In response, several readers quite reasonably questioned the relevance of those numbers to ecologists and evolutionary biologists. NSF-wide data aren’t specific to DEB and IOS, the NSF divisions to which ecologists and evolutionary biologists mostly apply. In particular, given that DEB and IOS brought in a pre-proposal system a few years ago, one might expect that per-PI success rates at DEB and IOS might be lower than for NSF as a whole.
Well, ask and ye shall receive, apparently! Heck, we didn’t even have to ask! A staff member at the NSF DEB saw my post and went to the trouble to crunch the relevant numbers for the DEB specifically. Here’s the very detailed DEBrief Blog post on the results.

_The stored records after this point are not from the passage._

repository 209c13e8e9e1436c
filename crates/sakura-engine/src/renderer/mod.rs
pub mod instance;
//! Seedable pseudo-random number generator (xorshift64).
//! Deterministic, fast, no-std compatible.

/// Linearly interpolate between `a` and `b`.
#[inline]
pub fn lerp(a: f32, b: f32, t: f32) -> f32 {
    a + (b - a) * t
}

/// Seedable pseudo-random number generator (xorshift64).
#[derive(Debug, Clone)]
pub struct Rng {
    state: u64,
}

impl Rng {
    pub fn new(seed: u64) -> Self {
        Rng {
            state: if seed == 0 { 1 } else { seed },
        }
    }

    fn next_u64(&mut self) -> u64 {
        let mut x = self.state;
        x ^= x << 13;
        x ^= x >> 7;
        x ^= x << 17;
        self.state = x;
        x
    }

    /// Generate a random number in [0, upper_bound).
    pub fn next_int(&mut self, upper_bound: u32) -> u32 {
        if upper_bound == 0 {
            return 0;
        }
        (self.next_u64() % upper_bound as u64) as u32
    }

    /// Uniform float in [0, 1). Uses the top 24 bits so every value is exact in f32.
    pub fn next_f32(&mut self) -> f32 {
        (self.next_u64() >> 40) as f32 / (1u64 << 24) as f32
    }

    /// Uniform float in [lo, hi). Returns `lo` for an empty range.
    pub fn range(&mut self, lo: f32, hi: f32) -> f32 {
        if hi <= lo {
            return lo;
        }
        let v = lerp(lo, hi, self.next_f32());
        // Rounding can land exactly on `hi` for wide ranges.
        if v < hi { v } else { lo }
    }

    /// Convenience for `(min, max)` tuples as stored in the config.
    pub fn in_range(&mut self, range: (f32, f32)) -> f32 {
        self.range(range.0, range.1)
    }
}

#[cfg(test)]
mod tests {
    use super::*;

    #[test]
    fn rng_deterministic() {
        let mut rng1 = Rng::new(42);
        let mut rng2 = Rng::new(42);
        for _ in 0..10 {
            assert_eq!(rng1.next_int(1000), rng2.next_int(1000));
        }
    }

    #[test]
    fn rng_zero_seed_handled() {
        let mut rng = Rng::new(0);
        // Should not panic or loop forever
        let _ = rng.next_int(100);
    }

    #[test]
    fn next_int_zero_bound_is_zero() {
        let mut rng = Rng::new(7);
        assert_eq!(rng.next_int(0), 0);
    }

    #[test]
    fn next_f32_stays_in_unit_interval() {
        let mut rng = Rng::new(1234);
        for _ in 0..10_000 {
            let v = rng.next_f32();
            assert!((0.0..1.0).contains(&v), "value was {}", v);
        }
    }

    #[test]
    fn range_is_half_open() {
        let mut rng = Rng::new(99);
        for _ in 0..10_000 {
            let v = rng.range(-100.0, -20.0);
            assert!(v >= -100.0 && v < -20.0, "value was {}", v);
        }
    }

    #[test]
    fn empty_range_returns_lo() {
        let mut rng = Rng::new(5);
        assert_eq!(rng.range(3.0, 3.0), 3.0);
        assert_eq!(rng.range(4.0, 1.0), 4.0);
    }

    #[test]
    fn lerp_endpoints() {
        assert_eq!(lerp(2.0, 6.0, 0.0), 2.0);
        assert_eq!(lerp(2.0, 6.0, 0.5), 4.0);
        assert_eq!(lerp(2.0, 6.0, 1.0), 6.0);
    }
}
pub mod config;
pub mod surface;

The headline result: the 3-year per-PI success rates on core research grants at DEB (so not DDIGs, conference support, etc.) over 2012-2014 was 15.4%, or 17.5% if you exclude co-PIs. That’s the proportion of PIs who applied at least once anytime in 2012-2014 and were successful at least once. (UPDATE: This number includes authors of pre-proposals, unless I badly misread the linked post.) As I guessed, and as the linked post notes, that’s lower than the NSF-wide success rate. The 3-year per-PI success rate at DEB is down from about 28% back in 2006-2008.
The linked post also provides a lot of other data from DEB, which aid interpretation of the headline number. The most important contextual information is that stimulus funding and the onset of the pre-proposal system seem to have attracted lots of new PIs to DEB. That’s the main reason why per-PI success rate is dropping at DEB. There’s also other contextual information, like number of PIs holding more than one DEB grant at a time*. The data are broken down by gender. And the linked post also has a lot of discussion of caveats and limitations: the effects of different definitions of “PI” on preliminary vs. full proposals, the effect of moving some special programs into DEB from other NSF units, why the analysis “only” goes back to 2006,** why it’s so hard to include pre-proposals in the calculations,*** and more. And it’s all written in a clear, up-front, open style.

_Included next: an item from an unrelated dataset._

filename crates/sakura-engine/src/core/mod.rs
pub mod field;
pub mod particle;
pub mod rng;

I’m curious to hear what commenters think of these data. In particular, that the advent of pre-proposals seems to have attracted more PIs to DEB was a surprise to me–was it a surprise to you? I think this highlights how difficult it can be for any funding agency to aim for a particular success rate. Any policy change you make that’s intended to increase success rates–and many that aren’t–might well have the unintended consequence of attracting more applicants and applications, thereby pushing success rates down. In particular, I wonder if the popular option of cutting award size to increase success rate would be at least partially self-defeating by attracting more applicants and applications.
In conclusion, a big thanks to the folks at NSF DEB for doing this. It’s a lot of work to pull an analysis like this together, using a database that’s not designed to give you these numbers. Nobody at the NSF DEB had to do this (they’ve got lots of other things to do). They just saw that some folks in the research community were interested in these numbers, and so went ahead and chased the numbers down. And published them immediately, in a blog post, for all to see. All of which is awesome.

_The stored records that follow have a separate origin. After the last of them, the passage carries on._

//! The petal field: a fixed-size pool of falling petals.
//!
//! Petals that leave the viewport are recycled in place: the replacement
//! takes over the exited petal's slot, so the pool never changes size and a
//! pass over the slots never skips or revisits a petal.

use std::f32::consts::TAU;

use glam::Vec2;

use super::particle::Particle;
use super::rng::Rng;
use crate::api::config::{FieldConfig, MIN_FALL_SPEED};
use crate::api::surface::Viewport;
use crate::renderer::instance::InstanceBuffer;

pub struct ParticleField {
    config: FieldConfig,
    viewport: Viewport,
    particles: Vec<Particle>,
    rng: Rng,
    /// Slots replaced during the last `tick` or `resize`.
    recycled: Vec<usize>,
}

impl ParticleField {
    /// Create a field and spawn `config.count` petals into it.
    pub fn new(config: FieldConfig, viewport: Viewport) -> Self {
        let config = config.normalized();
        let count = config.count;
        let mut field = ParticleField {
            rng: Rng::new(config.seed),
            config,
            viewport,
            particles: Vec::with_capacity(count),
            recycled: Vec::with_capacity(count),
        };
        for _ in 0..count {
            let particle = field.spawn();
            field.particles.push(particle);
        }
        field
    }

    /// Roll a fresh petal above the viewport.
    pub fn spawn(&mut self) -> Particle {
        let c = &self.config;
        let rng = &mut self.rng;

        let size = rng.in_range(c.size_range);
        let x = rng.range(0.0, self.viewport.width);
        let y = rng.in_range(c.spawn_y_range);
        let opacity = rng.in_range(c.opacity_range);
        let rotation = rng.range(0.0, 360.0);

        let factor = c.speed_factor(size);
        let vx = rng.in_range(c.drift_range) * factor;
        let vy = (rng.in_range(c.fall_range) * factor).max(MIN_FALL_SPEED);

        let rotation_speed = rng.in_range(c.spin_range);
        let swing_phase = rng.range(0.0, TAU);
        let swing_speed = rng.in_range(c.swing_speed_range);

        Particle {
            pos: Vec2::new(x, y),
            velocity: Vec2::new(vx, vy),
            size,
            opacity,
            rotation,
            rotation_speed,
            swing_phase,
            swing_speed,
        }
    }

    /// Advance every petal one step, then recycle those that fell out.
    /// Returns the recycled slot indices.
    pub fn tick(&mut self) -> &[usize] {
        self.recycled.clear();
        let amplitude = self.config.swing_amplitude;
        let margin = self.config.exit_margin;

        for i in 0..self.particles.len() {
            self.particles[i].tick(amplitude);
            if self.particles[i].is_outside(self.viewport, margin) {
                self.particles[i] = self.spawn();
                self.recycled.push(i);
            }
        }

        if !self.recycled.is_empty() {
            log::debug!("recycled {} petals", self.recycled.len());
        }
        &self.recycled
    }

    /// Update the bounds used by later spawns and ticks. Nothing is recycled.
    pub fn set_viewport(&mut self, viewport: Viewport) {
        self.viewport = viewport;
    }

    /// Adopt a new viewport and recycle every petal now outside it
    /// (using `resize_margin`). Returns the recycled slot indices.
    pub fn resize(&mut self, viewport: Viewport) -> &[usize] {
        self.viewport = viewport;
        self.recycled.clear();
        let margin = self.config.resize_margin;

        for i in 0..self.particles.len() {
            if self.particles[i].is_outside(viewport, margin) {
                self.particles[i] = self.spawn();
                self.recycled.push(i);
            }
        }

        log::debug!(
            "viewport {}x{}: recycled {} petals",
            viewport.width,
            viewport.height,
            self.recycled.len()
        );
        &self.recycled
    }

    /// Rebuild `buffer` with one instance per slot, in slot order.
    pub fn write_instances(&self, buffer: &mut InstanceBuffer) {
        buffer.clear();
        for p in &self.particles {
            buffer.push(p.to_instance(self.config.aspect));
        }
    }

    pub fn len(&self) -> usize {
        self.particles.len()
    }

    pub fn is_empty(&self) -> bool {
        self.particles.is_empty()
    }

    pub fn particles(&self) -> &[Particle] {
        &self.particles
    }

    /// Slots replaced by the most recent `tick` or `resize`.
    pub fn recycled(&self) -> &[usize] {
        &self.recycled
    }

    pub fn particle_mut(&mut self, index: usize) -> Option<&mut Particle> {
        self.particles.get_mut(index)
    }

    pub fn config(&self) -> &FieldConfig {
        &self.config
    }

    pub fn viewport(&self) -> Viewport {
        self.viewport
    }
}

*Very few. Even if you look over the entire 2006-2014 period, the large majority of PIs who got at least one DEB award got just the one award. So no, success rates at DEB are not low because Dr. Famous is hogging all the money.
**”[2006 was] chosen mainly because that was the span of complete years beyond which the server was getting angry with us for requesting too many records, #overlyhonestmethods”. Yes, that’s a quote. 🙂
***Briefly, because of the way NSF’s record-keeping database is designed.